Due a uno per l’Old Wild West. Udine è ancora avanti nella semifinale play-off con Scafati e domani ancora può chiudere i conti in Campania senza giocare alla roulette russa di gara 5 in Friuli. Sì, è meglio partire dalla bella notizia perché, è vero, l’Old Wild West ha perso male, no malissimo 93-70, ma da domani si azzera tutto e si riparte in gara 4. Si sapeva che la gara tre sarebbe stato ostacolo durissimo, alla fine è andata decisamernte peggio del previsto: Scafati rigenerata, da capo a coda, compreso Gaines tornato in versione spauracchio. Eppure nel primo quarto la banda di Boniciolli era partita benino. A un Thomas indiavolato aveva risposto una squadra solida, che ha iniziato il match con la certezza di chi sa che in fondo non si gioca la vita come gli avversari: 21-20 Scafati.


Invece le cose cambiano. In fretta. Scafati si gioca la vita (sportiva) con la banda di italiani, Cucci e Benvenuti fanno la differenza da sotto e creano un solco di 10 punti anche con una tripla di Rossato che, visto l’equilibrio della serie, sembra già una voragine.

L’Old Wild West si smarrisce, Johnson (3 punticini a fine partita) non trova il canestro, Boniciolli prova a giocarsi la zona e, quando Nobile e Foulland non chiudono inspiegabilmente un due contro uno in contropiede, si capisce che sarà dura perché poi Gaines dà importanti segni di vita con una tripla mandando subito a monte i piani del coach triestino.

Insomma, dopo un inizio incoraggiante, adesso la partita è in salita per l’Apu. Foulland si innervosisce, Thomas torna ad essere un rebus per una difesa che non ha l’uomo per marcarlo (in primis capitan Antonutti), che poi si sa è il tallone d’Achille di Udine, ma del resto chi non ne ha? Il pubblico si fa sentire perché 500 tifosi da quelle parti valgono 1.500 ad altre latitudini. Palumbo, che solo soletto segna da sotto, sono l’ultimo segnale di un quarto che l’Old Wild West ha giocato troppo male per non rendere improba una rimonta: 47-37 per i campani con un 3 su 15 da tre che fa disperare ma anche sperare l’Apu, peggio di così non si può fare. Per il resto, Scafati domina a rimbalzo e sotto canestro.

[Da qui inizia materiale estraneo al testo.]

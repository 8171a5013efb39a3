//! In-memory history store.

use std::sync::Mutex;

use async_trait::async_trait;

use speakdrill_core::model::AttemptRecord;
use speakdrill_core::traits::HistoryStore;

/// History kept in a vector. Used for guest sessions and tests.
#[derive(Default)]
pub struct MemoryHistoryStore {
    records: Mutex<Vec<AttemptRecord>>,
}

impl MemoryHistoryStore {
    pub fn new() -> Self {
        Self::default()
    }

    /// Seed the store with existing records.
    pub fn with_records(records: Vec<AttemptRecord>) -> Self {
        Self {
            records: Mutex::new(records),
        }
    }

    /// Every record, in append order.
    pub fn snapshot(&self) -> Vec<AttemptRecord> {
        self.lock().clone()
    }

    fn lock(&self) -> std::sync::MutexGuard<'_, Vec<AttemptRecord>> {
        self.records.lock().unwrap_or_else(|e| e.into_inner())
    }
}

#[async_trait]
impl HistoryStore for MemoryHistoryStore {
    fn name(&self) -> &str {
        "memory"
    }

    async fn query(&self, learner: &str) -> anyhow::Result<Vec<AttemptRecord>> {
        Ok(self
            .lock()
            .iter()
            .filter(|r| r.learner == learner)
            .cloned()
            .collect())
    }

    async fn append(&self, record: &AttemptRecord) -> anyhow::Result<()> {
        self.lock().push(record.clone());
        Ok(())
    }

    async fn learners(&self) -> anyhow::Result<Vec<String>> {
        let mut names: Vec<String> = Vec::new();
        for r in self.lock().iter() {
            if !names.contains(&r.learner) {
                names.push(r.learner.clone());
            }
        }
        Ok(names)
    }
}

È la terza gara di una serie equilibrata, almeno fino a venerdì sera, suvvia, niente drammi. Anche quando DJ si palleggia sul piede alla ripresa e, mentre si dispera, quattro scalmanati lo insultano dalle vicine tribune. Dai, che, in fondo, il lockdown aveva provveduto a toglierci questa parte brutta dello sport, ma non si può aver tutto dalla vita. Nemmeno dal basket.

Lo capisce presto l’Apu che non cambia registro.

Energy, dicono in America. Se non ce l’hai perdi. Esempio: dopo una tripla di Mian, Palumbo penetra e sbaglia, nessuno taglia fuori Benvenuti che rimedia. Sì, molto se non tutto è questione di energia.

Che i ragazzi del West non hanno e i campani sì, anche in difesa: tre triple di Gaines, che era impensabile continuasse a fare la comparsa in questa serie visto il talento, e un altro siluro di Sergio danno la mazzata alla partita. Boniciolli prova a calmare la squadra: niente da fare, l’Apu finisce sotto anche di 18 punti, con orgoglio, grazie ad Amato, prova a risalire ma a inizio ultimo quarto un’altra tripla di Sergio (chi lo marcava?) chiude i conti, poi i campani dilagano e infieriscono.

Avrà meno di 48 ore il coach per far capire ai suoi che portare Scafati, specie quella vista, mercoledì a gara 5 al Carnera sarebbe pericolosissimo. All’Apu hanno giocato tutti male, lunghi, piccoli, tutti. Basta resettare e ripartire. Dirlo è facile, farlo meno, ma in fiondo è sempre 2-1 Old Wild West. O no?